Wednesday, April 1, 2009

REVIEW: Darjeeling, TGFOP, Margaret's Hope Estate, Autumnal Flush (from Tea Gschwendner)

Today I try my new Darjeeling from the Margaret's Hope estate. It's an autumnal flush, which is not typically my favorite (I prefer 2nd flush), but it's interesting nevertheless.

The package description from TG: "The autumn harvest offers another excellent tea. This Tippy Golden Flowery Orange Pekoe (TGFOP) is pleasantly scented, airy, aromatic with a bright liquor; refined medium quality. Tip: 3g tea leaves (1 heaping teaspoon) per 8oz cup of filtered, boiling water. Allow to brew 3 min."

PREPARATION
Cast-iron tetsubin pot, filtered boiling water, 3 minutes.
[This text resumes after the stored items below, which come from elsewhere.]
//! Whole-file cleanup passes run after site patching.
//!
//! The structural pass only sees what the syntax oracle reports. These
//! substitutions repair the contexts where its choice is illegal and cover
//! positions it never visits. Every pass is a no-op on its own output.

use crate::cache;
use crate::classify::{ClassLookup, SitePolicy};
use crate::config::RewriteConfig;
use crate::registry::ProtocolRegistry;
use regex::{Captures, Regex};
use tracing::{debug, warn};

/// Tunables for the cleanup passes.
#[derive(Debug, Clone)]
pub struct CleanupOptions {
    /// Protocols whose `-> any P {` returns stay existential
    pub keep_any_returns: Vec<String>,
    /// Repetitions of the `@objc`/`case` pass
    pub adhoc_rounds: usize,
}

impl Default for CleanupOptions {
    fn default() -> Self {
        Self::from_config(&RewriteConfig::default())
    }
}

impl CleanupOptions {
    pub fn from_config(config: &RewriteConfig) -> Self {
        Self {
            keep_any_returns: config.policy.keep_any_returns.clone(),
            adhoc_rounds: config.budget.adhoc_rounds.max(1),
        }
    }
}

/// Run every cleanup pass over `content`.
///
/// Returns the new content and the number of substitutions made.
pub fn cleanup<C: ClassLookup>(
    content: &str,
    registry: &ProtocolRegistry,
    policy: &SitePolicy<C>,
    options: &CleanupOptions,
) -> (String, usize) {
    let Some(protocols) = registry.protocol_pattern() else {
        return (content.to_string(), 0);
    };

    let mut source = content.to_string();
    let mut total = 0;

    total += revert_illegal_opaque(&mut source, &protocols);
    total += strip_constraint_annotations(&mut source);
    total += annotate_casts(&mut source, &protocols, policy);
    total += promote_returns(&mut source, &protocols, &options.keep_any_returns);
    total += objc_and_case_lines(&mut source, options.adhoc_rounds);
    total += optionals(&mut source, &protocols);
    total += collapse_doubled(&mut source);

    (source, total)
}

/// Parenthesise annotated optionals: `any P?` becomes `(any P)?`.
///
/// Also run on its own after diagnostic fixups.
pub fn fix_optionals(content: &str, registry: &ProtocolRegistry) -> (String, usize) {
    let Some(protocols) = registry.protocol_pattern() else {
        return (content.to_string(), 0);
    };
    let mut source = content.to_string();
    let count = optionals(&mut source, &protocols);
    (source, count)
}

fn compile(pattern: &str) -> Option<Regex> {
    match cache::get_or_compile(pattern) {
        Ok(re) => Some(re),
        Err(e) => {
            warn!(error = %e, "cleanup pattern rejected, pass skipped");
            None
        }
    }
}

/// Replace every match through `rewrite`, counting matches it changed.
fn substitute<F>(source: &mut String, re: &Regex, mut rewrite: F) -> usize
where
    F: FnMut(&Captures<'_>, &str) -> Option<String>,
{
    let mut count = 0;
    let haystack = source.as_str();
    let replaced = re.replace_all(haystack, |caps: &Captures<'_>| {
        let whole = caps.get(0).map_or("", |m| m.as_str());
        match rewrite(caps, haystack) {
            Some(text) if text != whole => {
                count += 1;
                text
            }
            _ => whole.to_string(),
        }
    });
    if count > 0 {
        *source = replaced.into_owned();
    }
    count
}

fn qualified(protocols: &str) -> String {
    format!(r"(?:\w+\.)*{protocols}(?:\.Type)?")
}

/// `some P` is illegal for varargs, defaulted parameters, metatypes and
/// closure parameter lists.
fn revert_illegal_opaque(source: &mut String, protocols: &str) -> usize {
    let pattern = format!(
        r"\bsome ({}\s*)(\.\.\.| =|\.Type|\) in)",
        qualified(protocols)
    );
    let Some(re) = compile(&pattern) else {
        return 0;
    };
    let count = substitute(source, &re, |caps, _| {
        Some(format!("any {}{}", &caps[1], &caps[2]))
    });
    debug!(count, "reverted opaque annotations");
    count
}

/// `<T: any P>` is a constraint, not a use.
fn strip_constraint_annotations(source: &mut String) -> usize {
    let Some(re) = compile(r"<(\w+):( any| some) ") else {
        return 0;
    };
    substitute(source, &re, |caps, _| Some(format!("<{}: ", &caps[1])))
}

/// Cast targets are never reported as sites.
fn annotate_casts<C: ClassLookup>(
    source: &mut String,
    protocols: &str,
    policy: &SitePolicy<C>,
) -> usize {
    let pattern = format!(
        r"(\s+(?:is|as[?!]?)\s+)((?:\w+\.)?({protocols})(?:\.Type)?)"
    );
    let Some(re) = compile(&pattern) else {
        return 0;
    };
    let count = substitute(source, &re, |caps, haystack| {
        let end = caps.get(0).map_or(0, |m| m.end());
        // Labels and longer identifiers
        if haystack[end..]
            .chars()
            .next()
            .is_some_and(|c| c == ':' || c.is_ascii_lowercase())
        {
            return None;
        }
        let name = &caps[3];
        if policy.is_class(name) || name.starts_with("Any") {
            return None;
        }
        Some(format!("{}any {}", &caps[1], &caps[2]))
    });
    debug!(count, "annotated cast targets");
    count
}

/// A function returning one existential can usually return an opaque type.
fn promote_returns(source: &mut String, protocols: &str, keep_any: &[String]) -> usize {
    let pattern = format!(r"-> any ({protocols}) \{{");
    let (Some(re), Some(objc_or_case)) = (compile(&pattern), compile(OBJC_OR_CASE_LINE)) else {
        return 0;
    };
    substitute(source, &re, |caps, haystack| {
        let name = &caps[1];
        if keep_any.iter().any(|keep| keep == name) {
            return None;
        }
        // The @objc/case pass would turn it straight back.
        let start = caps.get(0).map_or(0, |m| m.start());
        let line_start = haystack[..start].rfind('\n').map_or(0, |i| i + 1);
        if objc_or_case.is_match(&haystack[line_start..start]) {
            return None;
        }
        Some(format!("-> some {name} {{"))
    })
}

/// Lines where generic parameters, and so `some`, are not allowed.
const OBJC_OR_CASE_LINE: &str = r"(?:@objc|\bcase)\s";

/// `@objc` members and enum cases cannot take generic parameters.
///
/// Each round rewrites the last `some` on a line; `case .some` is left alone.
fn objc_and_case_lines(source: &mut String, rounds: usize) -> usize {
    let Some(re) = compile(r"(?:@objc|\bcase)\s+.*[^.]\b(some)\b") else {
        return 0;
    };
    let mut total = 0;
    for _ in 0..rounds {
        let count = substitute(source, &re, |caps, _| {
            let whole = &caps[0];
            Some(format!("{}any", &whole[..whole.len() - "some".len()]))
        });
        if count == 0 {
            break;
        }
        total += count;
    }
    total
}

fn optionals(source: &mut String, protocols: &str) -> usize {
    let pattern = format!(r"\b(?:any|some)\s+({})([?!])", qualified(protocols));
    let Some(re) = compile(&pattern) else {
        return 0;
    };
    let count = substitute(source, &re, |caps, _| {
        Some(format!("(any {}){}", &caps[1], &caps[2]))
    });
    debug!(count, "parenthesised optionals");
    count
}

/// Overlapping passes can stack keywords; a mixed pair resolves to `any`.
fn collapse_doubled(source: &mut String) -> usize {
    let Some(re) = compile(r"\b(any|some) +(any|some)\b") else {
        return 0;
    };
    let mut total = 0;
    loop {
        let count = substitute(source, &re, |caps, _| {
            if &caps[1] == "some" && &caps[2] == "some" {
                Some("some".to_string())
            } else {
                Some("any".to_string())
            }
        });
        if count == 0 {
            break;
        }
        total += count;
    }
    total
}
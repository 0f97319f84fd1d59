//! End-to-end migration scenarios through the public API.

use existential_patcher::compiler::{apply_error_patches, DiagnosticParser, ErrorPatch, ParseOutcome};
use existential_patcher::patch::{cleanup, CleanupOptions};
use existential_patcher::rewrite::Rewriter;
use existential_patcher::{ProtocolRegistry, SiteMap, SitePolicy, SyntaxSite};
use std::fs;
use std::path::{Path, PathBuf};
use tempfile::TempDir;

const PARAMETER: &str = "source.lang.swift.decl.var.parameter";
const LOCAL: &str = "source.lang.swift.decl.var.local";

/// Package with a `Worker` protocol and one source file.
fn package(source: &str) -> (TempDir, PathBuf, PathBuf) {
    let dir = TempDir::new().unwrap();
    let root = dir.path().canonicalize().unwrap();
    fs::write(root.join("Package.swift"), "// swift-tools-version:5.9\n").unwrap();
    fs::create_dir_all(root.join("Sources/App")).unwrap();
    fs::write(root.join("Sources/App/Worker.swift"), "public protocol Worker {}\n").unwrap();
    let file = root.join("Sources/App/Main.swift");
    fs::write(&file, source).unwrap();
    (dir, root, file)
}

fn registry(root: &Path) -> ProtocolRegistry {
    let mut registry = ProtocolRegistry::discover(root).unwrap();
    registry.finalize(&[]);
    registry
}

fn parse(lines: &[&str], registry: &mut ProtocolRegistry) -> Vec<ErrorPatch> {
    match DiagnosticParser::new().parse(lines.iter().copied(), registry) {
        ParseOutcome::Completed { patches, .. } => patches,
        ParseOutcome::Aborted => panic!("parse aborted"),
    }
}

#[test]
fn parameter_becomes_opaque() {
    let source = "func run(w: Worker) {\n    w.start()\n}\n";
    let (_dir, root, file) = package(source);
    let registry = registry(&root);

    let json = format!(
        r#"{{ "Sources/App/Main.swift": [ {{"offset": {}, "kind": "{PARAMETER}", "type_name": "Worker"}} ] }}"#,
        source.find("w: Worker").unwrap()
    );
    let sites = SiteMap::from_json(&json, &root).unwrap();

    let policy = SitePolicy::default();
    Rewriter::new(&sites, &registry, &policy, CleanupOptions::default())
        .run(&root)
        .unwrap();

    assert_eq!(
        fs::read_to_string(&file).unwrap(),
        "func run(w: some Worker) {\n    w.start()\n}\n"
    );
}

#[test]
fn array_element_becomes_existential() {
    let source = "let ws: [Worker] = []\n";
    let (_dir, root, file) = package(source);
    let registry = registry(&root);

    let mut sites = SiteMap::new();
    sites.insert(&file, vec![SyntaxSite::new(4, LOCAL, "[Worker]")]);

    let policy = SitePolicy::default();
    let report = Rewriter::new(&sites, &registry, &policy, CleanupOptions::default())
        .run(&root)
        .unwrap();

    assert_eq!(fs::read_to_string(&file).unwrap(), "let ws: [any Worker] = []\n");
    assert_eq!(report.stats.files_changed, 1);
    // The protocol declaration is never rewritten.
    assert_eq!(
        fs::read_to_string(root.join("Sources/App/Worker.swift")).unwrap(),
        "public protocol Worker {}\n"
    );
}

#[test]
fn cast_missed_by_structural_pass() {
    let (_dir, root, _) = package("");
    let registry = registry(&root);

    let (output, count) = cleanup(
        "if x as? Worker {\n}\n",
        &registry,
        &SitePolicy::default(),
        &CleanupOptions::default(),
    );

    assert_eq!(output, "if x as? any Worker {\n}\n");
    assert_eq!(count, 1);
}

#[test]
fn diagnostic_inserts_and_registers() {
    let mut source = String::new();
    for n in 1..10 {
        source.push_str(&format!("// {n}\n"));
    }
    source.push_str("let g: Gadget = make()\n");
    let (_dir, root, file) = package(&source);
    let mut registry = registry(&root);
    assert!(!registry.contains("Gadget"));

    let diagnostic = format!(
        "{}:10:8: error: use of protocol 'Gadget' as a type",
        file.display()
    );
    let patches = parse(&[diagnostic.as_str()], &mut registry);
    let refs: Vec<&ErrorPatch> = patches.iter().collect();
    let (output, applied) = apply_error_patches(&source, &refs);

    assert!(registry.contains("Gadget"));
    assert_eq!(applied, 1);
    assert_eq!(output.lines().nth(9), Some("let g: any Gadget = make()"));
    assert_eq!(output.lines().count(), 10);
}

#[test]
fn over_annotation_removed() {
    let source = "struct Box {\n    let w: any Widget\n}\n";
    let (_dir, root, file) = package(source);
    let mut registry = registry(&root);

    let diagnostic = format!(
        "{}:2:12: error: 'any' has no effect on concrete type 'Widget'",
        file.display()
    );
    let patches = parse(&[diagnostic.as_str()], &mut registry);
    let refs: Vec<&ErrorPatch> = patches.iter().collect();
    let (output, _) = apply_error_patches(source, &refs);

    assert_eq!(output, "struct Box {\n    let w: Widget\n}\n");
}

#[test]
fn denylisted_names_are_excluded() {
    let (_dir, root, _) = package("");
    fs::write(root.join("Sources/App/Seq.swift"), "protocol Sequence {}\n").unwrap();

    let mut registry = ProtocolRegistry::discover(&root).unwrap();
    registry.insert("Tracker", existential_patcher::ProtocolOrigin::File("x.swift".into()));
    registry.finalize(&["Tracker".to_string()]);

    assert!(registry.contains("Worker"));
    assert!(!registry.contains("Sequence"));
    assert!(!registry.contains("Tracker"));
    assert!(registry.contains("Error"));
}
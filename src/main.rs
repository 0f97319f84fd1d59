use anyhow::{Context, Result};
use clap::Parser;
use colored::Colorize;
use existential_patcher::compiler::{FeedbackLoop, Outcome, ShellToolchain, VerifyReport};
use existential_patcher::patch::CleanupOptions;
use existential_patcher::project::Project;
use existential_patcher::rewrite::{RewriteReport, Rewriter};
use existential_patcher::{
    load_for_project, load_from_path, KnownClasses, ProjectGuard, ProtocolRegistry,
    RewriteConfig, SiteMap, SitePolicy,
};
use similar::{ChangeTag, TextDiff};
use std::path::{Path, PathBuf};
use std::process::ExitCode;
use tracing::info;
use tracing_subscriber::EnvFilter;

#[derive(Parser)]
#[command(name = "existential-patcher")]
#[command(
    about = "Migrate Swift sources to explicit any/some protocol annotations",
    long_about = None
)]
#[command(version)]
struct Cli {
    /// Package.swift, an .xcodeproj, or a directory containing Package.swift
    project: PathBuf,

    /// Xcode.app or toolchain root; enables build verification
    toolchain: Option<PathBuf>,

    /// Configuration file (default: existential-patcher.toml in the project)
    #[arg(short, long)]
    config: Option<PathBuf>,

    /// JSON dump of syntax sites (overrides the configured one)
    #[arg(short, long)]
    sites: Option<PathBuf>,

    /// Show unified diff of rewritten files
    #[arg(short, long)]
    diff: bool,

    /// Skip the clean verbose build that captures per-file invocations
    #[arg(long)]
    skip_build: bool,
}

fn main() -> ExitCode {
    tracing_subscriber::fmt()
        .with_env_filter(
            EnvFilter::try_from_default_env()
                .unwrap_or_else(|_| EnvFilter::new("existential_patcher=info")),
        )
        .with_target(false)
        .with_writer(std::io::stderr)
        .init();

    let cli = Cli::parse();

    let project = match Project::resolve(&cli.project) {
        Ok(project) => project,
        Err(e) => {
            eprintln!("{} {}", "✗".red(), e);
            return ExitCode::FAILURE;
        }
    };

    match run(&cli, project) {
        Ok(code) => code,
        Err(e) => {
            eprintln!("{} {:#}", "✗ Error:".red().bold(), e);
            eprintln!(
                "{}",
                "If this looks like a bug, please file a report including the output above."
                    .yellow()
            );
            ExitCode::FAILURE
        }
    }
}

fn run(cli: &Cli, project: Project) -> Result<ExitCode> {
    println!("Project: {} ({})", project.name, project.path.display());

    let config = match &cli.config {
        Some(path) => load_from_path(path)?,
        None => load_for_project(&project.root)?,
    };

    let mut registry = ProtocolRegistry::discover(&project.root)?;
    registry.merge(&config.protocols.known);
    registry.finalize(&config.protocols.denylist);
    info!(protocols = registry.len(), "protocol registry ready");

    let guard = ProjectGuard::new(&project.root, cli.toolchain.as_deref())?;

    let mut build = cli
        .toolchain
        .as_ref()
        .map(|toolchain| ShellToolchain::new(project.clone(), toolchain));

    if let Some(build) = build.as_mut().filter(|_| !cli.skip_build) {
        println!("{}", "Capturing compiler invocations...".dimmed());
        let captured = build
            .capture_invocations()
            .context("capturing compiler invocations")?;
        info!(invocations = captured, "captured compiler invocations");
    }

    let report = rewrite(cli, &project, &config, &registry)?;
    print_rewrite_summary(&report);

    let Some(build) = build.as_mut() else {
        return Ok(ExitCode::SUCCESS);
    };

    println!();
    println!("{}", "Verifying with ExistentialAny enabled...".bold());
    let verify = FeedbackLoop::new(build, &guard, &mut registry, &config).run();
    Ok(print_verify_summary(&verify))
}

fn rewrite(
    cli: &Cli,
    project: &Project,
    config: &RewriteConfig,
    registry: &ProtocolRegistry,
) -> Result<RewriteReport> {
    let sites_path = cli
        .sites
        .clone()
        .or_else(|| config.sites.as_ref().map(|path| project.root.join(path)));

    let sites = match sites_path {
        Some(path) => SiteMap::load(&path, &project.root)?,
        None => {
            eprintln!(
                "{}",
                "Warning: no syntax sites given, only diagnostics will run".yellow()
            );
            SiteMap::new()
        }
    };

    let policy = SitePolicy::new(KnownClasses::new(config.classes.iter()));
    let rewriter = Rewriter::new(&sites, registry, &policy, CleanupOptions::from_config(config))
        .record_changes(cli.diff);
    let report = rewriter.run(&project.root)?;

    for change in &report.changes {
        display_diff(&change.path, &change.original, &change.patched);
    }

    Ok(report)
}

fn display_diff(file: &Path, original: &str, modified: &str) {
    println!(
        "\n{}",
        format!("--- {} (original)", file.display()).dimmed()
    );
    println!("{}", format!("+++ {} (patched)", file.display()).dimmed());

    let diff = TextDiff::from_lines(original, modified);

    for change in diff.iter_all_changes() {
        let sign = match change.tag() {
            ChangeTag::Delete => format!("-{}", change).red(),
            ChangeTag::Insert => format!("+{}", change).green(),
            ChangeTag::Equal => format!(" {}", change).normal(),
        };
        print!("{}", sign);
    }
}

fn print_rewrite_summary(report: &RewriteReport) {
    let stats = &report.stats;
    println!();
    println!("{}", "Summary:".bold());
    println!("  {} files scanned", stats.files_scanned);
    println!(
        "  {} files changed",
        format!("{}", stats.files_changed).green()
    );
    println!("  {} sites classified", stats.sites);
    println!("  {} substitutions", stats.substitutions);
    if stats.skipped > 0 {
        println!("  {} skipped", format!("{}", stats.skipped).yellow());
    }
}

fn print_verify_summary(report: &VerifyReport) -> ExitCode {
    for manifest in &report.dependency_manifests {
        println!(
            "{} Patched dependency, verify separately: {}",
            "⚠".yellow(),
            manifest.display()
        );
    }

    match &report.outcome {
        Outcome::Converged { rounds } => {
            println!(
                "{} Project built successfully ({} fixups over {} rounds)",
                "✓".green(),
                report.fixups,
                rounds
            );
            ExitCode::SUCCESS
        }
        Outcome::Unresolved { errors } => {
            for error in errors {
                eprintln!("  {}", error.dimmed());
            }
            eprintln!(
                "{} {} errors remain, correct manually",
                "✗".red(),
                errors.len()
            );
            ExitCode::FAILURE
        }
        Outcome::BudgetExhausted { rounds, pending } => {
            eprintln!(
                "{} Gave up after {} rounds; {} errors remain, correct manually",
                "✗".red(),
                rounds,
                pending
            );
            ExitCode::FAILURE
        }
    }
}
//! Existential Patcher: migrates Swift sources to explicit `any`/`some`
//! annotations on protocol types.
//!
//! # Architecture
//!
//! All source mutations compile down to a single primitive: [`Edit`], a
//! verified byte-span replacement. Intelligence lives in span acquisition
//! (syntax sites from an oracle, compiler diagnostics), not in the
//! application logic.
//!
//! A run has two phases:
//!
//! 1. [`rewrite::Rewriter`] classifies every reported protocol use site with a
//!    [`SitePolicy`] and patches it, then runs the whole-file cleanup passes.
//! 2. [`compiler::FeedbackLoop`] rebuilds with `ExistentialAny` enabled and
//!    repairs what the compiler still rejects, for a bounded number of
//!    rounds.
//!
//! # Safety
//!
//! - Edits verify the expected before-text before applying
//! - Atomic file writes (tempfile + fsync + rename)
//! - Diagnostic paths are confined to the project
//! - Idempotent: an annotation is never inserted where one already sits
//!
//! # Example
//!
//! ```no_run
//! use existential_patcher::oracle::SiteMap;
//! use existential_patcher::patch::CleanupOptions;
//! use existential_patcher::rewrite::Rewriter;
//! use existential_patcher::{ProtocolRegistry, SitePolicy};
//! use std::path::Path;
//!
//! let root = Path::new("/path/to/package");
//! let mut registry = ProtocolRegistry::discover(root).unwrap();
//! registry.finalize(&[]);
//! let sites = SiteMap::load(Path::new("sites.json"), root).unwrap();
//!
//! let policy = SitePolicy::default();
//! let report = Rewriter::new(&sites, &registry, &policy, CleanupOptions::default())
//!     .run(root)
//!     .unwrap();
//! println!("{} files changed", report.stats.files_changed);
//! ```

pub mod cache;
pub mod classify;
pub mod compiler;
pub mod config;
pub mod edit;
pub mod oracle;
pub mod patch;
pub mod project;
pub mod registry;
pub mod rewrite;
pub mod safety;

// Re-exports
pub use classify::{Annotation, ClassLookup, KnownClasses, SitePolicy};
pub use config::{
    load_for_project, load_from_path, load_from_str, ConfigError, RewriteConfig, CONFIG_FILE_NAME,
};
pub use edit::{Edit, EditError, EditResult, EditVerification, SourceFile};
pub use oracle::{SiteMap, SyntaxOracle, SyntaxSite};
pub use registry::{ProtocolOrigin, ProtocolRegistry, RegistryError};
pub use safety::{FileOrigin, ProjectGuard, SafetyError};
Sit teapot for maybe 5-10 minutes, allowing the flavors to develop.

LEAVES
The leaves after steeping: Green and brown leaves, like a forest floor. Quite a bit of stem mixed in with the leaves, which appear cut. In order for the tea to be any good, the leaves have to be cut or torn or crushed or otherwise mangled, so that the cellulose walls that contain the delicious leaf juices are broken, allowing flavor and aroma out. For this, the leaves have a delightful smell, very fragrant. It reminds me of grape leaves, mixed with cigarette (but not in a bad way!), and some smell I can only identify as Clear Lake, Michigan-- the place I spent my summers growing up: leafy, sandy, lake-y. The smell reminds one of cigarettes, but not a hint of smoke-- if you can parse that! A very green smell. Isn't it amazing, that so much pleasure can be derived from smelling tea leaves after they've been steeped? It's a very serious pleasure that is not to be missed, like the aroma from a bowl of flowers, or perfume.

CUP
In a white cup, the tea liquor takes on a crystal-clear golden-brown color. It's fairly dark in color. (Contrast with a 1st flush Darjeeling, which would usually be a pale green-gold, and a 2nd flush, which would be a deeper gold, but nowhere near a brown).

AROMA
The tea itself has a very light aroma-- lighter than the tea leaves I discarded. It's hard to describe it, but it has a hint of caramel.

FLAVOR
The first thing that hits my tongue is the acidic quality-- that bright sharpness I value in a Darjeeling (though some like theirs more mellow). Then the tea starts to develop flavor in my mouth, going from sharp, to sweet and aromatic. It has an almost fruity flavor hiding in the background, like mango, perhaps; citrusy and unusual. Rather dry mouth-feel, which I like.

Of course, that's the first cup. The real test will be: How does the second cup taste? I find that the second cup in a pot is always better than the first, because by then all the complex chemistry that is going on in that hot pot-- theanine and flavinoids and whatnot, combining and recombining, releasing flavors that don't even exist yet in the first cup-- will have developed the flavor enough to really get to the spirit of the cup. So to speak.

...

Ahh, the second cup. That's where the business is. Now there is a more pronounced woodiness, and almost a salty wildness, like the smell of a sand dune in winter. (I know, these descriptions sound fanciful and ridiculous. But the flavor and smell centers in the brain are very closely related to memory, which is why smells so often trigger these complex emotions and memories. So indulge me as I take a walk through my emotional scrapbook, as being evoked by a cup of brown leaf juice.)

For all that, this is still a fairly restrained cup of tea, and I am pretty sure my description is reaching a bit-- these smells and flavors don't necessarily smack me on the head, but they have to be arrived at upon sitting and thinking hard about what I'm experiencing, and followed by a clumsy attempt at turning that experience into words.

A NOTE ABOUT DARJEELING
A lot of people don't get Darjeeling, and I believe it is because of a couple reasons. The first and most important reason is lousy Darjeeling, which cannot be sourced or identified by what flush, what place, that kind of thing. It would be a good thing to find a high-quality Darjeeling dealer that can offer a number of choices, then experiment. The close second reason would be that so many people oversteep Darjeelings. When a Darj's directions say 3 minutes, they mean 2:59 or less, and not a second more. Darjeelings can be horrid, bitter brews when done wrong; and light, effervescent, evocative cups when done right.